TO DO
Records follow. Copy every line with "fresh".
★ ★ ★ ★ ★ ★ ★
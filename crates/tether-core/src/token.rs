//! Invite tokens
//!
//! A token is bound to one meeting at issuance but carries no expiry until it
//! is first validated. The first successful validation opens the activation
//! window; later validations only read it. Distribution delay between
//! issuance and first click therefore never eats into the window.

use std::time::Duration;

use dashmap::DashMap;
use tracing::{debug, info};

use crate::clock::millis;
use crate::error::AccessError;
use crate::ids;
use crate::meeting::{Meeting, MeetingRegistry};

/// An invite credential
#[derive(Clone, Debug, PartialEq, Eq)]
pub struct Token {
    pub value: String,

    /// Meeting this token admits to
    pub meeting_id: String,

    /// Set once, on first successful validation
    pub first_seen_at: Option<u64>,

    /// `first_seen_at + window`, set together with it
    pub expires_at: Option<u64>,
}

impl Token {
    fn new(value: String, meeting_id: String) -> Self {
        Self {
            value,
            meeting_id,
            first_seen_at: None,
            expires_at: None,
        }
    }

    pub fn is_activated(&self) -> bool {
        self.first_seen_at.is_some()
    }

    /// Open the window if this is the first use. Never moves an existing one.
    fn activate(&mut self, now: u64, window: Duration) -> u64 {
        match self.expires_at {
            Some(expires_at) => expires_at,
            None => {
                let expires_at = now.saturating_add(millis(window));
                self.first_seen_at = Some(now);
                self.expires_at = Some(expires_at);
                expires_at
            }
        }
    }
}

/// Outcome of [`TokenRegistry::validate`]
#[derive(Clone, Debug, PartialEq, Eq)]
pub enum Validation {
    Valid { token: Token, meeting: Meeting },
    NotFound,
    MeetingExpired,
    WindowExpired,
}

impl Validation {
    pub fn is_valid(&self) -> bool {
        matches!(self, Validation::Valid { .. })
    }

    pub fn into_result(self) -> Result<(Token, Meeting), AccessError> {
        match self {
            Validation::Valid { token, meeting } => Ok((token, meeting)),
            Validation::NotFound => Err(AccessError::TokenNotFound),
            Validation::MeetingExpired => Err(AccessError::MeetingExpired),
            Validation::WindowExpired => Err(AccessError::WindowExpired),
        }
    }
}

/// All outstanding tokens by value
pub struct TokenRegistry {
    tokens: DashMap<String, Token>,
    window: Duration,
}

impl TokenRegistry {
    /// Create a registry whose tokens stay usable for `window` after first use
    pub fn new(window: Duration) -> Self {
        Self {
            tokens: DashMap::new(),
            window,
        }
    }

    /// Issue a token for a live meeting
    pub fn issue(
        &self,
        meetings: &MeetingRegistry,
        meeting_id: &str,
        now: u64,
    ) -> Result<(Token, Meeting), AccessError> {
        let meeting = meetings.lookup(meeting_id, now)?;
        let token = Token::new(ids::token()?, meeting.meeting_id.clone());

        self.tokens.insert(token.value.clone(), token.clone());

        info!("Token issued for meeting {}", meeting.meeting_id);
        Ok((token, meeting))
    }

    /// Validate a token, activating it on first use
    ///
    /// Checks run in order: token lookup, meeting lookup, meeting TTL, then
    /// window activation and check. Meeting and window failures evict the
    /// stale records.
    pub fn validate(&self, meetings: &MeetingRegistry, value: &str, now: u64) -> Validation {
        let meeting_id = match self.tokens.get(value) {
            Some(t) => t.meeting_id.clone(),
            None => return Validation::NotFound,
        };

        // `lookup` evicts the meeting itself when its TTL has elapsed.
        let meeting = match meetings.lookup(&meeting_id, now) {
            Ok(m) => m,
            Err(_) => {
                self.tokens.remove(value);
                debug!("Token for meeting {} evicted (meeting gone)", meeting_id);
                return Validation::MeetingExpired;
            }
        };

        // Activation and the window check share the entry lock, so two
        // concurrent first uses open exactly one window.
        let token = {
            let Some(mut entry) = self.tokens.get_mut(value) else {
                return Validation::NotFound;
            };
            let expires_at = entry.activate(now, self.window);
            if now > expires_at {
                None
            } else {
                Some(entry.clone())
            }
        };

        match token {
            Some(token) => Validation::Valid { token, meeting },
            None => {
                self.tokens.remove(value);
                debug!("Token for meeting {} evicted (window expired)", meeting_id);
                Validation::WindowExpired
            }
        }
    }

    pub fn get(&self, value: &str) -> Option<Token> {
        self.tokens.get(value).map(|t| t.clone())
    }

    /// Drop tokens whose window lapsed or whose meeting is gone
    pub fn purge_expired(&self, meetings: &MeetingRegistry, now: u64) -> usize {
        let before = self.tokens.len();
        self.tokens.retain(|_, t| {
            let window_open = t.expires_at.map_or(true, |e| now <= e);
            window_open && meetings.get(&t.meeting_id, now).is_some()
        });
        let purged = before.saturating_sub(self.tokens.len());
        if purged > 0 {
            info!("Purged {} expired tokens", purged);
        }
        purged
    }

    pub fn len(&self) -> usize {
        self.tokens.len()
    }

    pub fn is_empty(&self) -> bool {
        self.tokens.is_empty()
    }
}

#[cfg(test)]
mod tests {
    use super::*;

    const TTL: Duration = Duration::from_secs(2 * 60 * 60);
    const WINDOW: Duration = Duration::from_secs(5 * 60);
    const MINUTE: u64 = 60_000;

    fn setup() -> (MeetingRegistry, TokenRegistry, Meeting) {
        let meetings = MeetingRegistry::new();
        let tokens = TokenRegistry::new(WINDOW);
        let meeting = meetings.create(0, TTL, 3).unwrap();
        (meetings, tokens, meeting)
    }

    #[test]
    fn test_issue_has_no_expiry() {
        let (meetings, tokens, meeting) = setup();
        let (token, _) = tokens.issue(&meetings, &meeting.meeting_id, 0).unwrap();

        assert_eq!(token.meeting_id, meeting.meeting_id);
        assert!(!token.is_activated());
        assert_eq!(token.expires_at, None);
    }

    #[test]
    fn test_issue_unknown_or_expired_meeting() {
        let (meetings, tokens, meeting) = setup();

        assert_eq!(
            tokens.issue(&meetings, "missing", 0).unwrap_err(),
            AccessError::MeetingNotFound
        );
        assert_eq!(
            tokens
                .issue(&meetings, &meeting.meeting_id, meeting.expires_at + 1)
                .unwrap_err(),
            AccessError::MeetingExpired
        );
        assert!(tokens.is_empty());
    }

    #[test]
    fn test_activation_is_lazy() {
        let (meetings, tokens, meeting) = setup();
        let (token, _) = tokens.issue(&meetings, &meeting.meeting_id, 0).unwrap();

        // First click an hour after issuance still gets a full window.
        let first_use = 60 * MINUTE;
        match tokens.validate(&meetings, &token.value, first_use) {
            Validation::Valid { token, .. } => {
                assert_eq!(token.first_seen_at, Some(first_use));
                assert_eq!(token.expires_at, Some(first_use + 5 * MINUTE));
            }
            other => panic!("unexpected outcome: {:?}", other),
        }
    }

    #[test]
    fn test_activation_is_idempotent() {
        let (meetings, tokens, meeting) = setup();
        let (token, _) = tokens.issue(&meetings, &meeting.meeting_id, 0).unwrap();

        let t = 10 * MINUTE;
        let first = tokens.validate(&meetings, &token.value, t).into_result().unwrap().0;
        let second = tokens
            .validate(&meetings, &token.value, t + 4 * MINUTE)
            .into_result()
            .unwrap()
            .0;

        assert_eq!(first.expires_at, second.expires_at);
        assert_eq!(first.first_seen_at, second.first_seen_at);
    }

    #[test]
    fn test_window_expired() {
        let (meetings, tokens, meeting) = setup();
        let (token, _) = tokens.issue(&meetings, &meeting.meeting_id, 0).unwrap();

        let t = 10 * MINUTE;
        assert!(tokens.validate(&meetings, &token.value, t).is_valid());
        assert_eq!(
            tokens.validate(&meetings, &token.value, t + 6 * MINUTE),
            Validation::WindowExpired
        );

        // The stale token is gone; the meeting is untouched.
        assert_eq!(
            tokens.validate(&meetings, &token.value, t + 6 * MINUTE),
            Validation::NotFound
        );
        assert!(meetings.get(&meeting.meeting_id, t + 6 * MINUTE).is_some());
    }

    #[test]
    fn test_window_boundary_is_inclusive() {
        let (meetings, tokens, meeting) = setup();
        let (token, _) = tokens.issue(&meetings, &meeting.meeting_id, 0).unwrap();

        assert!(tokens.validate(&meetings, &token.value, 0).is_valid());
        assert!(tokens.validate(&meetings, &token.value, 5 * MINUTE).is_valid());
        assert_eq!(
            tokens.validate(&meetings, &token.value, 5 * MINUTE + 1),
            Validation::WindowExpired
        );
    }

    #[test]
    fn test_meeting_expired_before_first_use() {
        let (meetings, tokens, meeting) = setup();
        let (token, _) = tokens.issue(&meetings, &meeting.meeting_id, 0).unwrap();

        let late = meeting.expires_at + 1;
        assert_eq!(
            tokens.validate(&meetings, &token.value, late),
            Validation::MeetingExpired
        );

        // Both records were evicted.
        assert!(tokens.get(&token.value).is_none());
        assert_eq!(
            meetings.lookup(&meeting.meeting_id, late),
            Err(AccessError::MeetingNotFound)
        );
    }

    #[test]
    fn test_meeting_removed_evicts_token() {
        let (meetings, tokens, meeting) = setup();
        let (token, _) = tokens.issue(&meetings, &meeting.meeting_id, 0).unwrap();
        meetings.remove(&meeting.meeting_id);

        assert_eq!(
            tokens.validate(&meetings, &token.value, 1),
            Validation::MeetingExpired
        );
        assert!(tokens.is_empty());
    }

    #[test]
    fn test_meeting_ttl_applies_inside_window() {
        let (meetings, tokens, meeting) = setup();
        let (token, _) = tokens.issue(&meetings, &meeting.meeting_id, 0).unwrap();

        // Activated two minutes before the meeting ends.
        let t = meeting.expires_at - 2 * MINUTE;
        assert!(tokens.validate(&meetings, &token.value, t).is_valid());
        assert_eq!(
            tokens.validate(&meetings, &token.value, t + 3 * MINUTE),
            Validation::MeetingExpired
        );
    }

    #[test]
    fn test_purge_expired() {
        let (meetings, tokens, meeting) = setup();
        let (used, _) = tokens.issue(&meetings, &meeting.meeting_id, 0).unwrap();
        let (fresh, _) = tokens.issue(&meetings, &meeting.meeting_id, 0).unwrap();

        assert!(tokens.validate(&meetings, &used.value, 0).is_valid());
        assert_eq!(tokens.purge_expired(&meetings, 6 * MINUTE), 1);
        assert!(tokens.get(&fresh.value).is_some());

        assert_eq!(tokens.purge_expired(&meetings, meeting.expires_at + 1), 1);
        assert!(tokens.is_empty());
    }
}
★ ★ ★ ★ ★ ★ ★
REPLY TO THE EXERCISE
        let (fresh, _) = tokens.issue(&meetings, &meeting.meeting_id, 0).unwrap();
        assert!(tokens.get(&fresh.value).is_some());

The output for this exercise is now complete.